Condensation
Monday, 30 November -0001

Condensation vs Cats

Condensation is a challenge but cats can help, says Sam Taylor

Written by Sam Taylor
Anyone who was born before the warm embrace of central heating will remember the strange childhood joy of waking in the morning and being able to ‘see’ your breath. In the winter months, my mother would have to put the oven on to warm the kitchen for our breakfasts. Much store was set by the speediness by which we could dress (often under the covers) and get to the table without spending too much time in the subarctic temperatures that prevailed in the rest of the house.

The edge was taken off by coal fires and paraffin heaters. Although they had an effect on the temperature gauge, these wobbly contraptions with their flickering wicks were prone to fall over and catch alight and, because they were unvented, they caused chronic condensation. The warm, moist air they gave out hit the freezing cold walls and windows and left them running with water. Keeping a window open helped (and also defeated the object) but ultimately condensation was seen as the price to be paid for not having chilblains.

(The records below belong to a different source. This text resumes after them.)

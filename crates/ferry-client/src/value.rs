//! Column types, values and rows.
//!
//! Values cross the boundary between the storage engine and the host
//! framework unchanged: Ferry does not coerce between type systems, it only
//! carries each value alongside the engine's type tag.

use std::fmt;
use std::hash::{Hash, Hasher};

use serde::{Deserialize, Serialize};

/// Column types reported by the storage engine.
#[derive(Debug, Clone, PartialEq, Eq, Hash, Serialize, Deserialize)]
pub enum DataType {
    /// Boolean type.
    Boolean,
    /// 8-bit signed integer.
    TinyInt,
    /// 16-bit signed integer.
    SmallInt,
    /// 32-bit signed integer.
    Int,
    /// 64-bit signed integer.
    BigInt,
    /// 64-bit unsigned integer.
    UnsignedBigInt,
    /// 32-bit floating point.
    Float,
    /// 64-bit floating point.
    Double,
    /// Fixed point decimal.
    Decimal {
        /// Total number of digits.
        precision: u8,
        /// Digits after decimal point.
        scale: u8,
    },
    /// Variable-length string.
    Varchar(u32),
    /// Unlimited text.
    Text,
    /// Binary data.
    Blob,
    /// Date (days since epoch).
    Date,
    /// Time of day (microseconds since midnight).
    Time,
    /// Timestamp (microseconds since epoch).
    Timestamp,
    /// JSON document.
    Json,
}

impl DataType {
    /// Returns true if values of this type can serve as an integer row
    /// handle.
    pub fn is_integer(&self) -> bool {
        matches!(
            self,
            DataType::TinyInt
                | DataType::SmallInt
                | DataType::Int
                | DataType::BigInt
                | DataType::UnsignedBigInt
        )
    }

    /// Returns the engine's type name.
    pub fn name(&self) -> String {
        match self {
            DataType::Boolean => "BOOLEAN".to_string(),
            DataType::TinyInt => "TINYINT".to_string(),
            DataType::SmallInt => "SMALLINT".to_string(),
            DataType::Int => "INT".to_string(),
            DataType::BigInt => "BIGINT".to_string(),
            DataType::UnsignedBigInt => "BIGINT UNSIGNED".to_string(),
            DataType::Float => "FLOAT".to_string(),
            DataType::Double => "DOUBLE".to_string(),
            DataType::Decimal { precision, scale } => format!("DECIMAL({precision},{scale})"),
            DataType::Varchar(len) => format!("VARCHAR({len})"),
            DataType::Text => "TEXT".to_string(),
            DataType::Blob => "BLOB".to_string(),
            DataType::Date => "DATE".to_string(),
            DataType::Time => "TIME".to_string(),
            DataType::Timestamp => "TIMESTAMP".to_string(),
            DataType::Json => "JSON".to_string(),
        }
    }
}

impl fmt::Display for DataType {
    fn fmt(&self, f: &mut fmt::Formatter<'_>) -> fmt::Result {
        f.write_str(&self.name())
    }
}

/// A single column value.
#[derive(Debug, Clone, Serialize, Deserialize)]
pub enum Value {
    /// NULL value.
    Null,
    /// Boolean value.
    Boolean(bool),
    /// Signed integer of any width.
    Int(i64),
    /// Unsigned 64-bit integer.
    UInt(u64),
    /// Floating point of any width.
    Double(f64),
    /// Decimal in its canonical string form.
    Decimal(String),
    /// String value.
    String(String),
    /// Binary data.
    Bytes(Vec<u8>),
    /// Date (days since epoch).
    Date(i32),
    /// Time (microseconds since midnight).
    Time(i64),
    /// Timestamp (microseconds since epoch).
    Timestamp(i64),
    /// JSON document text.
    Json(String),
}

impl Value {
    /// Returns true if the value is NULL.
    pub fn is_null(&self) -> bool {
        matches!(self, Value::Null)
    }

    /// Returns the value as a signed integer handle, if it is one.
    pub fn as_i64(&self) -> Option<i64> {
        match self {
            Value::Int(i) => Some(*i),
            Value::UInt(u) => i64::try_from(*u).ok(),
            _ => None,
        }
    }

    /// Returns the value as a string slice, if it is textual.
    pub fn as_str(&self) -> Option<&str> {
        match self {
            Value::String(s) | Value::Decimal(s) | Value::Json(s) => Some(s),
            _ => None,
        }
    }
}

impl PartialEq for Value {
    fn eq(&self, other: &Self) -> bool {
        match (self, other) {
            (Value::Null, Value::Null) => true,
            (Value::Boolean(a), Value::Boolean(b)) => a == b,
            (Value::Int(a), Value::Int(b)) => a == b,
            (Value::UInt(a), Value::UInt(b)) => a == b,
            (Value::Double(a), Value::Double(b)) => a.to_bits() == b.to_bits(),
            (Value::Decimal(a), Value::Decimal(b)) => a == b,
            (Value::String(a), Value::String(b)) => a == b,
            (Value::Bytes(a), Value::Bytes(b)) => a == b,
            (Value::Date(a), Value::Date(b)) => a == b,
            (Value::Time(a), Value::Time(b)) => a == b,
            (Value::Timestamp(a), Value::Timestamp(b)) => a == b,
            (Value::Json(a), Value::Json(b)) => a == b,
            _ => false,
        }
    }
}

impl Eq for Value {}

impl Hash for Value {
    fn hash<H: Hasher>(&self, state: &mut H) {
        std::mem::discriminant(self).hash(state);
        match self {
            Value::Null => {}
            Value::Boolean(b) => b.hash(state),
            Value::Int(i) => i.hash(state),
            Value::UInt(u) => u.hash(state),
            Value::Double(f) => f.to_bits().hash(state),
            Value::Decimal(s) | Value::String(s) | Value::Json(s) => s.hash(state),
            Value::Bytes(b) => b.hash(state),
            Value::Date(d) => d.hash(state),
            Value::Time(t) | Value::Timestamp(t) => t.hash(state),
        }
    }
}

impl fmt::Display for Value {
    fn fmt(&self, f: &mut fmt::Formatter<'_>) -> fmt::Result {
        match self {
            Value::Null => write!(f, "NULL"),
            Value::Boolean(b) => write!(f, "{}", b),
            Value::Int(i) => write!(f, "{}", i),
            Value::UInt(u) => write!(f, "{}", u),
            Value::Double(d) => write!(f, "{}", d),
            Value::Decimal(s) | Value::Json(s) => write!(f, "{}", s),
            Value::String(s) => write!(f, "'{}'", s),
            Value::Bytes(b) => write!(f, "<{} bytes>", b.len()),
            Value::Date(d) => write!(f, "date({})", d),
            Value::Time(t) => write!(f, "time({})", t),
            Value::Timestamp(t) => write!(f, "timestamp({})", t),
        }
    }
}

impl From<i64> for Value {
    fn from(v: i64) -> Self {
        Value::Int(v)
    }
}

impl From<i32> for Value {
    fn from(v: i32) -> Self {
        Value::Int(i64::from(v))
    }
}

impl From<&str> for Value {
    fn from(v: &str) -> Self {
        Value::String(v.to_string())
    }
}

impl From<String> for Value {
    fn from(v: String) -> Self {
        Value::String(v)
    }
}

impl From<bool> for Value {
    fn from(v: bool) -> Self {
        Value::Boolean(v)
    }
}

impl From<f64> for Value {
    fn from(v: f64) -> Self {
        Value::Double(v)
    }
}

impl<T: Into<Value>> From<Option<T>> for Value {
    fn from(v: Option<T>) -> Self {
        v.map_or(Value::Null, Into::into)
    }
}

/// A single row of values, in table column order.
#[derive(Debug, Clone, PartialEq, Eq, Hash, Serialize, Deserialize)]
#[serde(transparent)]
pub struct Row {
    values: Vec<Value>,
}

impl Row {
    /// Creates a new row with the given values.
    pub fn new(values: Vec<Value>) -> Self {
        Self { values }
    }

    /// Returns the number of columns in this row.
    pub fn num_columns(&self) -> usize {
        self.values.len()
    }

    /// Returns the value at the given index.
    pub fn get(&self, index: usize) -> Option<&Value> {
        self.values.get(index)
    }

    /// Returns the values as a slice.
    pub fn values(&self) -> &[Value] {
        &self.values
    }

    /// Consumes the row and returns its values.
    pub fn into_values(self) -> Vec<Value> {
        self.values
    }

    /// Projects the row onto the given column indices.
    ///
    /// Returns `None` if any index is out of range.
    pub fn project(&self, indices: &[usize]) -> Option<Vec<Value>> {
        indices.iter().map(|&i| self.values.get(i).cloned()).collect()
    }
}

impl fmt::Display for Row {
    fn fmt(&self, f: &mut fmt::Formatter<'_>) -> fmt::Result {
        write!(f, "(")?;
        for (i, value) in self.values.iter().enumerate() {
            if i > 0 {
                write!(f, ", ")?;
            }
            write!(f, "{}", value)?;
        }
        write!(f, ")")
    }
}

impl From<Vec<Value>> for Row {
    fn from(values: Vec<Value>) -> Self {
        Self::new(values)
    }
}

/// Builds a [`Row`] from a list of expressions convertible into [`Value`].
///
/// ```rust
/// use ferry_client::{row, Value};
///
/// let r = row![1, "alice", Value::Null];
/// assert_eq!(r.num_columns(), 3);
/// ```
#[macro_export]
macro_rules! row {
    ($($value:expr),* $(,)?) => {
        $crate::Row::new(vec![$($crate::Value::from($value)),*])
    };
}
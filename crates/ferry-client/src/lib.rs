//! # ferry-client
//!
//! Storage-engine client contract for Ferry.
//!
//! Ferry's writers and readers reach the storage engine only through the
//! traits defined here. This crate provides:
//!
//! - **Session contract**: `SessionFactory`, `Session`, `RowEncoder`,
//!   `WriteHelper` and `RecordCursor`
//! - **Row-id allocation**: block-refilling allocators for tables without
//!   an integer primary key
//! - **Row buffers**: the bounded, key-aware buffer a writer fills between
//!   flushes
//! - **Values and metadata**: rows, values, column and table descriptions
//! - **In-memory engine**: a complete implementation of the contract with
//!   snapshot reads and fault injection
//!
//! ## Quick Start
//!
//! ```rust
//! use ferry_client::memory::MemoryEngine;
//! use ferry_client::session::SessionFactory;
//! use ferry_client::table::{ColumnInfo, TableInfo};
//! use ferry_client::value::DataType;
//! use ferry_client::{row, ClientConfig};
//! use ferry_common::{RowId, TableRef};
//!
//! # fn main() -> Result<(), ferry_client::ClientError> {
//! let engine = MemoryEngine::new();
//! let table = engine.create_table(TableInfo::new(
//!     TableRef::new("shop", "orders"),
//!     vec![ColumnInfo::new("item", DataType::Text)],
//! ))?;
//!
//! let mut session = engine.create_session(&ClientConfig::new())?;
//! let start_ts = session.current_timestamp()?;
//! let mut ids = session.row_id_allocator(&table, 100, RowId::FIRST)?;
//! let pairs = session.row_encoder(&table)?.encode(&[row!["tea"]], ids.as_mut())?;
//! let commit_ts = session.write_helper(start_ts, None)?.commit(pairs)?;
//!
//! assert_eq!(engine.scan(&table.table_ref, commit_ts)?, vec![row!["tea"]]);
//! session.close()?;
//! # Ok(())
//! # }
//! ```

#![warn(missing_docs)]
#![warn(clippy::all)]

/// Error types.
pub mod error;

/// Values, rows and data types.
pub mod value;

/// Table metadata.
pub mod table;

/// Key ranges and splits.
pub mod scan;

/// Client configuration.
pub mod config;

pub mod allocator;
pub mod buffer;
pub mod memory;
pub mod session;

pub use allocator::{DynamicRowIdAllocator, RowIdAllocator, RowIdBlockSource};
pub use buffer::{AddOutcome, KeyedRowBuffer, MergePolicy, RowBuffer};
pub use config::ClientConfig;
pub use error::{ClientError, ClientResult};
pub use scan::{KeyRange, Split};
pub use session::{KvPair, RecordCursor, RowEncoder, Session, SessionFactory, WriteHelper};
pub use table::{ColumnInfo, IndexInfo, TableInfo};
pub use value::{DataType, Row, Value};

Ironically, the wondrous arrival of gas central heating did little to rid us of this runny problem and it is one that still vexes householders and scientists alike. Despite its obvious charms, central heating can increase condensation levels as the moisture in the air reaches ‘saturation point’, turning it back into water – what is technically referred to as the ‘dew point’. Or the point at which your wallpaper can start growing mould.

Hastings-Jan30-02-590

Like many old properties, Rock House had inbuilt ventilation in the form of open fires and poorly fitting windows and doors. However, the rising costs of heating and the increased calls for climate change awareness have us all automatically plugging these gaps, myself included.

Keen to stave off the drips, I was heartened by the recent advice from the nice people at the Society for the Protection of Ancient Buildings that there are lots of little things we can do.

Close kitchen and bathroom doors when in use, for instance, and don’t insulate these windows. Dry your clothes outside – hanging them by the radiator is asking for trouble, apparently. Put lids on pans and, yes, open a window. But the best advice comes from a neighbour who says that her tabby’s cat flap works wonders as an informal ventilation aid. So, cats one, condensation nil.